This coming Sunday I’ll be preaching on one of the very unusual aspects of a Jesus’s death. We read in Matthew’s Gospel in the 27th chapter, “at that moment (the moment of Jesus’ death) the curtain of the temple was torn in two from top to bottom. The earth shook and the rocks split” (v.51 NIV). As the holy veil of Jesus’s body that had been torn hangs dying on the cross, God moves in a very unusual way. At the moment of Jesus’s death the veil in the Temple is torn from top to bottom without any human hand being involved. This is a very significant event and very symbolic. The veil in the Temple hung between the holy place and the most holy place. It was through the veil that the priest would enter to make sacrifice. The veil hung right in front of the ark of the mercy seat. The death of Christ on the cross and the tearing of the veil are closely linked together. The veil was visible evidence that in the Old Testament religion the people had no direct access to God because the curtain separated the holy place from the most holy place.
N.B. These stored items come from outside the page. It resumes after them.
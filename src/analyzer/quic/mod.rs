/*!
QUIC flow analyzer.

A flow is marked QUIC when it is UDP on port 443/4433, first seen after
2015 and the first payload byte carries the fixed bit. Long and short
headers are parsed across the draft versions, v1 and v2; for Initial
packets the payload is unprotected and decrypted with the version salts so
the carried TLS ClientHello/ServerHello becomes visible to the TLS
analyzer. Any decryption failure only suppresses that hand-off.
*/
pub mod crypto;
pub mod frames;

pub use frames::QuicBufExt;

use std::io::{self, Write};

use log::{debug, warn};

use crate::buffer::ByteCursor;
use crate::error::ParserError;
use crate::models::quic::*;
use crate::models::{FlowIndex, FlowView, L4Proto, PacketView, Schema};
use crate::output::OutputBuffer;

use super::{FlowAnalyzer, PacketContext};

/// Per-flow state, reset on flow creation.
#[derive(Debug, Clone, Default)]
pub struct QuicFlow {
    pub stat: QuicStat,
    pub flags: u8,
    /// Bitset of long-header packet types seen.
    pub pkt_types: u8,
    pub version: u32,
    pub dst_cid: QuicCid,
    pub src_cid: QuicCid,
    /// Original destination connection id (Retry).
    pub orig_cid: QuicCid,
    /// First client DCID; key material for Initial packets of both
    /// directions, copied from the opposite flow on the server side.
    pub first_dst_cid: QuicCid,
}

#[derive(Default)]
pub struct QuicAnalyzer {
    flows: Vec<QuicFlow>,
    agg_stat: QuicStat,
    num_pkts: u64,
    num_type: [u64; QUIC_NUM_PKT_TYPE],
}

impl QuicAnalyzer {
    pub fn new() -> QuicAnalyzer {
        QuicAnalyzer::default()
    }

    pub fn flow(&self, idx: FlowIndex) -> &QuicFlow {
        &self.flows[idx]
    }

    fn dissect_short(&mut self, buf: &mut ByteCursor, idx: FlowIndex) -> bool {
        let f = &mut self.flows[idx];

        if f.dst_cid.is_empty() {
            debug!("first QUIC packet has a short header, cannot guess DCID length");
            return false;
        }

        let mut dcid = [0u8; QUIC_CID_BYTES_MAX];
        let len = f.dst_cid.len();
        if !buf.read_n(&mut dcid[..len]) {
            f.stat |= QuicStat::SNAPPED;
            return false;
        }

        if dcid[..len] != *f.dst_cid.as_bytes() {
            f.stat |= QuicStat::DCID_CHANGE;
        }
        f.dst_cid = QuicCid::new(&dcid[..len]);

        true
    }

    #[allow(clippy::too_many_lines)]
    fn dissect_long(
        &mut self,
        buf: &mut ByteCursor,
        packet: &PacketView,
        idx: FlowIndex,
        flags: u8,
        client: bool,
        ctx: &mut PacketContext,
    ) -> bool {
        let pkt_type = quic_pkt_type(flags);
        self.num_type[pkt_type as usize] += 1;

        let f = &mut self.flows[idx];
        if pkt_type == QUIC_PKT_TYPE_HANDSHAKE {
            f.stat |= QuicStat::HANDSHAKE;
        }
        f.pkt_types |= 1 << pkt_type;

        let Some(version) = buf.read_u32() else {
            f.stat |= QuicStat::SNAPPED;
            return false;
        };
        if version == 0 {
            f.stat |= QuicStat::VERSION_NEGO;
        } else if f.version != 0 && f.version != version {
            f.stat |= QuicStat::VERSION_CHANGE;
        }
        f.version = version;

        let Some(len_byte) = buf.read_u8() else {
            f.stat |= QuicStat::SNAPPED;
            return false;
        };

        if version == 0 || version == QUIC_V1 || version == QUIC_V2 {
            // explicit one-byte connection-id lengths
            let dcid_len = (len_byte as usize).min(QUIC_CID_BYTES_MAX);
            let mut cid = [0u8; QUIC_CID_BYTES_MAX];
            if !buf.read_n(&mut cid[..dcid_len]) {
                f.stat |= QuicStat::SNAPPED;
                return false;
            }
            if !f.dst_cid.is_empty() && f.dst_cid.as_bytes() != &cid[..dcid_len] {
                f.stat |= QuicStat::DCID_CHANGE;
            }
            f.dst_cid = QuicCid::new(&cid[..dcid_len]);

            let Some(scid_len) = buf.read_u8() else {
                f.stat |= QuicStat::SNAPPED;
                return false;
            };
            let scid_len = (scid_len as usize).min(QUIC_CID_BYTES_MAX);
            if !buf.read_n(&mut cid[..scid_len]) {
                f.stat |= QuicStat::SNAPPED;
                return false;
            }
            if !f.src_cid.is_empty() && f.src_cid.as_bytes() != &cid[..scid_len] {
                f.stat |= QuicStat::SCID_CHANGE;
            }
            f.src_cid = QuicCid::new(&cid[..scid_len]);
        } else {
            // draft versions: high/low nibbles plus three
            let dcid_len = 3 + (len_byte >> 4) as usize;
            let scid_len = 3 + (len_byte & 0x0f) as usize;

            if dcid_len > 3 {
                let mut cid = [0u8; QUIC_CID_BYTES_MAX];
                if !buf.read_n(&mut cid[..dcid_len]) {
                    f.stat |= QuicStat::SNAPPED;
                    return false;
                }
                if !f.dst_cid.is_empty() && f.dst_cid.as_bytes() != &cid[..dcid_len] {
                    f.stat |= QuicStat::DCID_CHANGE;
                }
                f.dst_cid = QuicCid::new(&cid[..dcid_len]);
            }

            if scid_len > 3 {
                let mut cid = [0u8; QUIC_CID_BYTES_MAX];
                if !buf.read_n(&mut cid[..scid_len]) {
                    f.stat |= QuicStat::SNAPPED;
                    return false;
                }
                if !f.src_cid.is_empty() && f.src_cid.as_bytes() != &cid[..scid_len] {
                    f.stat |= QuicStat::SCID_CHANGE;
                }
                f.src_cid = QuicCid::new(&cid[..scid_len]);
            }
        }

        // key material for Initial decryption, shared with the B side
        if client && f.first_dst_cid.is_empty() && !f.dst_cid.is_empty() {
            f.first_dst_cid = f.dst_cid;
        }

        if version == 0 {
            // version negotiation: list of supported versions
            let Some(supported) = buf.read_u32() else {
                f.stat |= QuicStat::SNAPPED;
                return false;
            };
            debug!("supported version: 0x{supported:08x}");
            return true;
        }

        if pkt_type == QUIC_PKT_TYPE_RETRY {
            return self.dissect_retry(buf, idx);
        }

        if pkt_type != QUIC_PKT_TYPE_INITIAL {
            return true;
        }

        /* Initial packet: token, length, protected packet number, payload */

        let Some(toklen) = buf.read_quic_varint() else {
            f.stat |= QuicStat::SNAPPED;
            return false;
        };
        if !buf.skip_n(toklen as usize) {
            f.stat |= QuicStat::SNAPPED;
            return false;
        }

        let Some(len) = buf.read_quic_varint() else {
            f.stat |= QuicStat::SNAPPED;
            return false;
        };

        // the packet number and payload can only be decrypted in Initial
        // packets; everything later needs the session keys
        if f.first_dst_cid.is_empty() {
            debug!("missing first destination connection id: cannot decrypt");
            return false;
        }
        let Some(secret) = crypto::initial_secret(f.first_dst_cid.as_bytes(), client, version)
        else {
            debug!("failed to compute the Initial secret");
            return false;
        };

        let hdr_size = buf.tell();
        let left = buf.left();
        if left == 0 || len > left as u64 {
            f.stat |= QuicStat::SNAPPED;
            return false;
        }
        let len = len as usize;
        if len < crypto::AES_BLOCK_LEN + 4 {
            f.stat |= QuicStat::SNAPPED;
            return false;
        }
        if len > QUIC_MAX_INITIAL_PKT_LEN {
            warn!("Initial packet too large for decryption: {len}");
            return false;
        }
        let payload = buf.read_bytes(len).unwrap();

        // unprotect the flag bits and the packet number
        let sample: [u8; crypto::HP_SAMPLE_LEN] = payload[4..4 + crypto::HP_SAMPLE_LEN]
            .try_into()
            .unwrap();
        let Some(mask) = crypto::header_protection_mask(&sample, &secret) else {
            debug!("failed to compute the header-protection mask");
            return false;
        };

        let clear_flags = flags ^ (mask[0] & 0x0f);
        let pn_len = (quic_pkt_num_len(clear_flags) + 1) as usize;

        let mut aad = Vec::with_capacity(hdr_size + pn_len);
        aad.extend_from_slice(&packet.l7[..hdr_size]);
        aad[0] ^= mask[0] & 0x0f;

        let mut pktnum = 0u64;
        for i in 0..pn_len {
            let b = payload[i] ^ mask[i + 1];
            pktnum = (pktnum << 8) | b as u64;
            aad.push(b);
        }

        match crypto::decrypt_payload(&secret, &payload[pn_len..], pktnum, &aad) {
            Some(plain) => {
                ctx.decrypted_initial = Some(plain);
                true
            }
            None => {
                debug!("failed to decrypt the Initial packet payload");
                false
            }
        }
    }

    fn dissect_retry(&mut self, buf: &mut ByteCursor, idx: FlowIndex) -> bool {
        let f = &mut self.flows[idx];

        let Some(len_byte) = buf.read_u8() else {
            f.stat |= QuicStat::SNAPPED;
            return false;
        };
        let ocid_len = 3 + (len_byte & 0x0f) as usize;

        let mut cid = [0u8; QUIC_CID_BYTES_MAX];
        if !buf.read_n(&mut cid[..ocid_len]) {
            f.stat |= QuicStat::SNAPPED;
            return false;
        }
        if !f.orig_cid.is_empty() && f.orig_cid.as_bytes() != &cid[..ocid_len] {
            f.stat |= QuicStat::ODCID_CHANGE;
        }
        f.orig_cid = QuicCid::new(&cid[..ocid_len]);

        // retry token
        let mut tok = [0u8; 20];
        if !buf.read_n(&mut tok) {
            f.stat |= QuicStat::SNAPPED;
            return false;
        }

        true
    }
}

impl FlowAnalyzer for QuicAnalyzer {
    fn name(&self) -> &'static str {
        "quic"
    }

    fn init(&mut self, flow_capacity: usize) -> Result<(), ParserError> {
        self.flows = vec![QuicFlow::default(); flow_capacity];
        Ok(())
    }

    fn print_header(&self) -> Schema {
        let mut bv = Schema::new();
        bv.append_h8("quicStat", "QUIC status");
        bv.append_h32("quicVersion", "QUIC version");
        bv.append_h8("quicFlags", "QUIC flags");
        bv.append_h8("quicPktTypes", "QUIC packet types");
        bv.append_strc("quicDCID", "QUIC destination connection ID");
        bv.append_strc("quicSCID", "QUIC source connection ID");
        bv.append_strc("quicODCID", "QUIC original destination connection ID (Retry)");
        bv
    }

    fn on_new_flow(&mut self, packet: &PacketView, flow: &FlowView, idx: FlowIndex) {
        let f = &mut self.flows[idx];
        *f = QuicFlow::default();

        if flow.l4_proto != L4Proto::Udp {
            return;
        }
        if flow.first_seen_secs < QUIC_TSTAMP_2015 {
            return;
        }
        let ports = [flow.src_port, flow.dst_port];
        if !ports.contains(&QUIC_PORT_1) && !ports.contains(&QUIC_PORT_2) {
            return;
        }
        // QUIC packets always carry the fixed bit
        match packet.l7.first() {
            Some(&b) if quic_fixed_bit(b) => f.stat |= QuicStat::QUIC,
            _ => {}
        }
    }

    fn on_layer4(
        &mut self,
        packet: &PacketView,
        flow: &FlowView,
        idx: FlowIndex,
        ctx: &mut PacketContext,
    ) {
        if !packet.first_fragment {
            return;
        }
        if !self.flows[idx].stat.contains(QuicStat::QUIC) {
            return;
        }
        ctx.quic = true;

        self.num_pkts += 1;

        let client = flow.is_a();

        // server flows derive Initial keys from the client's first DCID
        if !client && self.flows[idx].first_dst_cid.is_empty() {
            if let Some(o) = flow.opposite {
                self.flows[idx].first_dst_cid = self.flows[o].first_dst_cid;
            } else {
                debug!("server flow without an opposite flow");
            }
        }

        let mut buf = ByteCursor::new(packet.l7);

        let Some(flags) = buf.read_u8() else {
            self.flows[idx].stat |= QuicStat::SNAPPED;
            return;
        };
        self.flows[idx].flags |= flags;

        // one record per datagram; coalesced packets are not handled
        if quic_has_long_header(flags) {
            self.dissect_long(&mut buf, packet, idx, flags, client, ctx);
        } else {
            self.dissect_short(&mut buf, idx);
        }
    }

    fn on_flow_terminate(&mut self, idx: FlowIndex, _flow: &FlowView, out: &mut OutputBuffer) {
        let f = &self.flows[idx];

        self.agg_stat |= f.stat;

        out.append_u8(f.stat.bits());
        out.append_u32(f.version);
        out.append_u8(f.flags);
        out.append_u8(f.pkt_types);
        out.append_str(&f.dst_cid.to_hex());
        out.append_str(&f.src_cid.to_hex());
        out.append_str(&f.orig_cid.to_hex());
    }

    fn plugin_report(&self, w: &mut dyn Write) -> io::Result<()> {
        if self.num_pkts == 0 {
            return Ok(());
        }
        writeln!(w, "quic: aggregated quicStat=0x{:02x}", self.agg_stat.bits())?;
        writeln!(w, "quic: number of QUIC packets: {}", self.num_pkts)?;
        let percent = 100.0 / self.num_pkts as f64;
        for (i, n) in self.num_type.iter().enumerate() {
            if *n > 0 {
                writeln!(
                    w,
                    "quic: number of QUIC {} packets: {} [{:.2}%]",
                    QUIC_PKT_TYPE_STR[i],
                    n,
                    *n as f64 * percent
                )?;
            }
        }
        Ok(())
    }

    fn finalize(&mut self) {
        self.flows.clear();
    }
}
When Jesus died on the cross the tearing of the veil showed that now through the death of Jesus the way to God is open. It is the unseen hand of God that tears the veil from top to bottom. You see the sufferer on the cross has fulfilled the Levitical system of sacrifice and now by the symbolic action of God the abolition of the whole Mosaic system of sacrifice has been completed. The veil has been torn. We can come directly into God’s presence.
This means that I can go to God at any time and in any place and seek His face.
I was struck this morning (Fri.) at 6 AM as I was working out at the gym by what I considered to be a most unusual event. In the corner of one of the racquetball courts I noticed a man, who must’ve been a Muslim, praying on his prayer cloth. I say that this was a most unusual event for me because I’d never seen such a sight before at the gym. It raised lots of questions in my mind as to why this individual would choose this place and time to pray. I believe that we can pray in any place and at any time. I also believe that private prayer should be prayed in private and public prayer should be prayed in public. I even pray frequently for people that I come in contact with at the gym, who have needs that I can pray for. This is part of my priestly ministry of representing Jesus Christ. I also pray every day before I go to the gym, so I’m certainly not oppose the prayer. What I wonder about this experience is why someone would choose to use the racquetball court in LA fitness for his private prayer time? Is this an advertisement for all to know this person is a Muslim? If in fact he is a Muslim he is therefore required to pray five times each day. But you see for me the veil has been torn. I can talk to God anytime and anyplace and have direct access to Him. I don’t need to pray at specific times or facing Mecca, I can just come to Him in Jesus’s name. If this Muslim man is advertising the fact that he is a Muslim then there is only one response that I can make to that advertisement and that is the response of sharing with him the freedom and liberty that I have found in Jesus Christ. That freedom and liberty means the ability to pray to Jesus Christ at any time and at any place because you see the veil has been torn. Stay tuned for further updates, because I feel God has a divine appointment for me to talk with this Muslim man about his need for faith in Jesus Christ. It is Jesus who has torn the veil so that we can come to God at any time and in any place.